Hamburg. Im Streit um den umstrittenen Abriss des City-Hofs verhandelte Carsten Brosda (SPD) mit Denkmalschützern in Paris.
Diese Reise stand nicht im offiziellen Terminkalender des Senats: Am 1. März, einem Freitag, brach Kultursenator Carsten Brosda (SPD) zu einem Kurztrip in die französische Hauptstadt Paris auf. Das Ziel des Sozialdemokraten war ein repräsentativer, aber etwas unscheinbarer Bau in der Gemeinde Charenton-le-Pont am Stadtrand von Paris. Am Sitz des Sekretariats von Icomos International, einer Nichtregierungsorganisation, die die Unesco in Denkmalschutzfragen berät, wartete eine durchaus heikle Aufgabe auf Brosda.

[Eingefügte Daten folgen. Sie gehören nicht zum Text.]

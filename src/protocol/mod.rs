//! Line Protocol Implementation
//!
//! A minimal, newline-delimited text protocol.
//!
//! ## Overview
//!
//! ```text
//! server: AUTH_REQUIRED
//! client: AUTH <password>
//! server: OK
//! client: SET user:1 {"name": "Ariz"}
//! server: OK
//! client: GET user:1
//! server: {"name": "Ariz"}
//! ```
//!
//! ## Modules
//!
//! - `types`: Defines the `Command` and `Reply` enums and reply serialization
//! - `parser`: Turns one line into a `Command`

pub mod parser;
pub mod types;

// Re-export commonly used types for convenience
pub use parser::{parse_command, ParseError, ParseResult};
pub use types::{Command, Reply};
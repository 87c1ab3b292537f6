//! Per-Connection Authentication State
//!
//! ```text
//!   accept ──> UNAUTHENTICATED ──AUTH ok──> AUTHENTICATED
//!                   │    ▲                        │
//!                   │    └── bad AUTH / other ────┘ (no transition)
//!                   ▼                             ▼
//!                 CLOSED <──── socket closed ─────┘
//! ```
//!
//! A failed `AUTH`, or any other command sent before authenticating, leaves the
//! session unauthenticated. There is no attempt limit. `CLOSED` is terminal.

use crate::error::{StoreError, StoreResult};
use crate::protocol::{parse_command, Command};
use std::time::Instant;

/// Where a session is in its lifecycle.
#[derive(Debug, Clone, Copy, PartialEq, Eq)]
pub enum SessionState {
    Unauthenticated,
    Authenticated,
    Closed,
}

/// State owned by one connection.
#[derive(Debug)]
pub struct Session {
    id: u64,
    state: SessionState,
    last_access: Instant,
    failed_attempts: u32,
}

impl Session {
    /// Creates a session in the `Unauthenticated` state.
    pub fn new(id: u64) -> Self {
        Self {
            id,
            state: SessionState::Unauthenticated,
            last_access: Instant::now(),
            failed_attempts: 0,
        }
    }

    pub fn id(&self) -> u64 {
        self.id
    }

    pub fn state(&self) -> SessionState {
        self.state
    }

    pub fn is_authenticated(&self) -> bool {
        self.state == SessionState::Authenticated
    }

    pub fn last_access(&self) -> Instant {
        self.last_access
    }

    /// Number of `AUTH` lines with a wrong password.
    pub fn failed_attempts(&self) -> u32 {
        self.failed_attempts
    }

    /// Records activity on the connection.
    pub fn touch(&mut self) {
        self.last_access = Instant::now();
    }

    /// Moves the session to `Closed`.
    pub fn close(&mut self) {
        self.state = SessionState::Closed;
    }

    /// Handles one line while unauthenticated.
    ///
    /// Only `AUTH <password>` with an exact password match succeeds; every
    /// other line yields a `Protocol` error and leaves the state unchanged.
    pub fn authenticate(&mut self, line: &str, password: &str) -> StoreResult<()> {
        if self.state != SessionState::Unauthenticated {
            return Err(StoreError::protocol("session is not awaiting authentication"));
        }

        match parse_command(line) {
            Ok(Command::Auth { password: given }) if given == password => {
                self.state = SessionState::Authenticated;
                Ok(())
            }
            Ok(Command::Auth { .. }) => {
                self.failed_attempts += 1;
                Err(StoreError::protocol("Invalid password"))
            }
            _ => Err(StoreError::protocol("Authentication required")),
        }
    }
}

#[cfg(test)]
mod tests {
    use super::*;

    #[test]
    fn test_starts_unauthenticated() {
        let session = Session::new(7);
        assert_eq!(session.id(), 7);
        assert_eq!(session.state(), SessionState::Unauthenticated);
        assert!(!session.is_authenticated());
    }

    #[test]
    fn test_successful_auth() {
        let mut session = Session::new(1);
        session.authenticate("AUTH testpass", "testpass").unwrap();
        assert!(session.is_authenticated());
    }

    #[test]
    fn test_auth_verb_is_case_insensitive() {
        let mut session = Session::new(1);
        session.authenticate("auth testpass", "testpass").unwrap();
        assert!(session.is_authenticated());
    }

    #[test]
    fn test_bad_password_stays_unauthenticated() {
        let mut session = Session::new(1);
        let err = session.authenticate("AUTH wrong", "testpass").unwrap_err();
        assert_eq!(err.to_string(), "Invalid password");
        assert_eq!(session.state(), SessionState::Unauthenticated);
        assert_eq!(session.failed_attempts(), 1);

        // No attempt limit
        for _ in 0..10 {
            assert!(session.authenticate("AUTH wrong", "testpass").is_err());
        }
        session.authenticate("AUTH testpass", "testpass").unwrap();
        assert!(session.is_authenticated());
    }

    #[test]
    fn test_other_commands_rejected() {
        let mut session = Session::new(1);
        for line in ["PING", "GET k", "SET k v", "AUTH", "AUTH a b", "nonsense"] {
            let err = session.authenticate(line, "testpass").unwrap_err();
            assert_eq!(err.to_string(), "Authentication required", "line: {}", line);
            assert_eq!(session.state(), SessionState::Unauthenticated);
        }
        assert_eq!(session.failed_attempts(), 0);
    }

    #[test]
    fn test_password_is_exact_match() {
        let mut session = Session::new(1);
        assert!(session.authenticate("AUTH TESTPASS", "testpass").is_err());
        assert!(session.authenticate("AUTH testpass2", "testpass").is_err());
        assert!(!session.is_authenticated());
    }

    #[test]
    fn test_closed_is_terminal() {
        let mut session = Session::new(1);
        session.close();
        assert_eq!(session.state(), SessionState::Closed);
        assert!(session.authenticate("AUTH testpass", "testpass").is_err());
        assert_eq!(session.state(), SessionState::Closed);
    }
}
pub mod leaderboard;
pub mod stats;
pub mod tally;

use serde::{Serialize, Serializer};
use std::collections::BTreeMap;
use std::fmt;

use crate::models::{CategoryId, NominatorId};

pub use leaderboard::{category_results, rank_top3, CategoryResults};
pub use stats::{
    has_voted_in_category, total_votes, unique_nominees_count, unique_voters_count,
    votes_by_nominator, votes_for_nominee, votes_for_nominee_name, voting_stats,
    CategoryVoteTotal, VotingStats,
};
pub use tally::aggregate_vote_counts;

pub const UNKNOWN_NOMINEE: &str = "Unknown Nominee";

/// Maximum number of entries in a category leaderboard.
pub const LEADERBOARD_SIZE: usize = 3;

pub type VoteCounts = BTreeMap<CategoryId, Vec<VoteCount>>;
pub type Leaderboards = BTreeMap<CategoryId, Vec<LeaderboardEntry>>;

/// Grouping key for a nominee within a category.
///
/// Votes without a display name group under `Unknown`, which renders as
/// "Unknown Nominee" but never merges with a nominee literally named that.
#[derive(Debug, Clone, PartialEq, Eq, Hash)]
pub enum NomineeKey {
    Named(String),
    Unknown,
}

impl NomineeKey {
    pub fn from_name(name: Option<&str>) -> Self {
        match name {
            Some(name) if !name.is_empty() => NomineeKey::Named(name.to_string()),
            _ => NomineeKey::Unknown,
        }
    }

    pub fn display_name(&self) -> &str {
        match self {
            NomineeKey::Named(name) => name,
            NomineeKey::Unknown => UNKNOWN_NOMINEE,
        }
    }
}

impl fmt::Display for NomineeKey {
    fn fmt(&self, f: &mut fmt::Formatter<'_>) -> fmt::Result {
        f.write_str(self.display_name())
    }
}

impl Serialize for NomineeKey {
    fn serialize<S: Serializer>(&self, serializer: S) -> Result<S::Ok, S::Error> {
        serializer.serialize_str(self.display_name())
    }
}

// Tally of votes for one nominee within one category
#[derive(Debug, Clone, PartialEq, Serialize)]
#[serde(rename_all = "camelCase")]
pub struct VoteCount {
    pub award_category_id: CategoryId,
    pub nominee: NomineeKey,
    pub count: usize,
    pub voters: Vec<NominatorId>,
}

// One ranked position (1st to 3rd) in a category's results
#[derive(Debug, Clone, PartialEq, Serialize)]
#[serde(rename_all = "camelCase")]
pub struct LeaderboardEntry {
    pub rank: usize,
    pub nominee: NomineeKey,
    pub vote_count: usize,
    pub percentage: f64,
}
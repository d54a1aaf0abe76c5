use crate::models::{AwardCategory, CategoryId, Vote};
use crate::voting::{
    aggregate_vote_counts, LeaderboardEntry, Leaderboards, VoteCounts, LEADERBOARD_SIZE,
};
use serde::Serialize;
use std::collections::HashSet;

// Results for one award category, as shown on the awards page
#[derive(Debug, Clone, PartialEq, Serialize)]
pub struct CategoryResults {
    pub category_id: CategoryId,
    pub category_name: String,
    pub category_icon: String,
    pub total_votes: usize,
    pub top_3: Vec<LeaderboardEntry>,
    pub summary: String,
}

/// Rank the top nominees of every category by vote count.
///
/// Ties keep the order of `vote_counts` (the sort is stable). Percentages are
/// relative to the category's own total, not to all votes cast.
pub fn rank_top3(vote_counts: &VoteCounts) -> Leaderboards {
    vote_counts
        .iter()
        .map(|(category_id, counts)| {
            let total_votes: usize = counts.iter().map(|c| c.count).sum();

            let mut sorted: Vec<_> = counts.iter().collect();
            sorted.sort_by(|a, b| b.count.cmp(&a.count));

            let entries = sorted
                .into_iter()
                .take(LEADERBOARD_SIZE)
                .enumerate()
                .map(|(index, entry)| LeaderboardEntry {
                    rank: index + 1,
                    nominee: entry.nominee.clone(),
                    vote_count: entry.count,
                    percentage: percentage(entry.count, total_votes),
                })
                .collect();

            (category_id.clone(), entries)
        })
        .collect()
}

/// Top 3 results for every listed category, in listing order.
///
/// Categories without votes are included with an empty leaderboard. Votes for
/// categories missing from the listing are ignored here.
pub fn category_results(votes: &[Vote], categories: &[AwardCategory]) -> Vec<CategoryResults> {
    let leaderboards = rank_top3(&aggregate_vote_counts(votes));

    categories
        .iter()
        .map(|category| {
            let category_votes: Vec<&Vote> = votes
                .iter()
                .filter(|v| v.award_category_id == category.id)
                .collect();
            let voters: HashSet<_> = category_votes.iter().map(|v| &v.nominator_id).collect();
            let top_3 = leaderboards.get(&category.id).cloned().unwrap_or_default();
            let summary = format_summary(&top_3, voters.len());

            CategoryResults {
                category_id: category.id.clone(),
                category_name: category.name.clone(),
                category_icon: category.icon.clone(),
                total_votes: category_votes.len(),
                top_3,
                summary,
            }
        })
        .collect()
}

fn percentage(count: usize, total: usize) -> f64 {
    if total > 0 {
        (count as f64 / total as f64) * 100.0
    } else {
        0.0
    }
}

// Plain-text rendering of a leaderboard, winner in bold
fn format_summary(entries: &[LeaderboardEntry], voters: usize) -> String {
    if entries.is_empty() {
        return "No votes yet for this category.".to_string();
    }

    let mut summary = String::new();

    for entry in entries {
        let line = if entry.rank == 1 {
            format!(
                "**{}**: {} votes ({:.1}%)",
                entry.nominee, entry.vote_count, entry.percentage
            )
        } else {
            format!(
                "{}: {} votes ({:.1}%)",
                entry.nominee, entry.vote_count, entry.percentage
            )
        };

        summary.push_str(&line);
        summary.push('\n');
    }

    summary.push_str(&format!("\n{} voters participated.", voters));
    summary
}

Es ging um nicht weniger als die Klärung der Frage, ob der vom Senat geplante Abriss des denkmalgeschützten City-Hofs am Klosterwall und die Ersetzung der vier Hochhäuser durch einen Neubau den Status des benachbarten Kontorhausviertels als Weltkulturerbe gefährden könnte. Icomos hatte den Abriss frühzeitig kritisiert und Argumente für den Erhalt des architektonischen Denkmals der unmittelbaren Nachkriegszeit der 50er-Jahre geliefert. Es war nicht auszuschließen, dass die Denkmalschützer der Unesco vorschlagen würden, ein Verfahren zur Aberkennung des Welterbestatus für das Chilehaus und die anderen Kontorhäuser sowie der benachbarten Speicherstadt einzuleiten.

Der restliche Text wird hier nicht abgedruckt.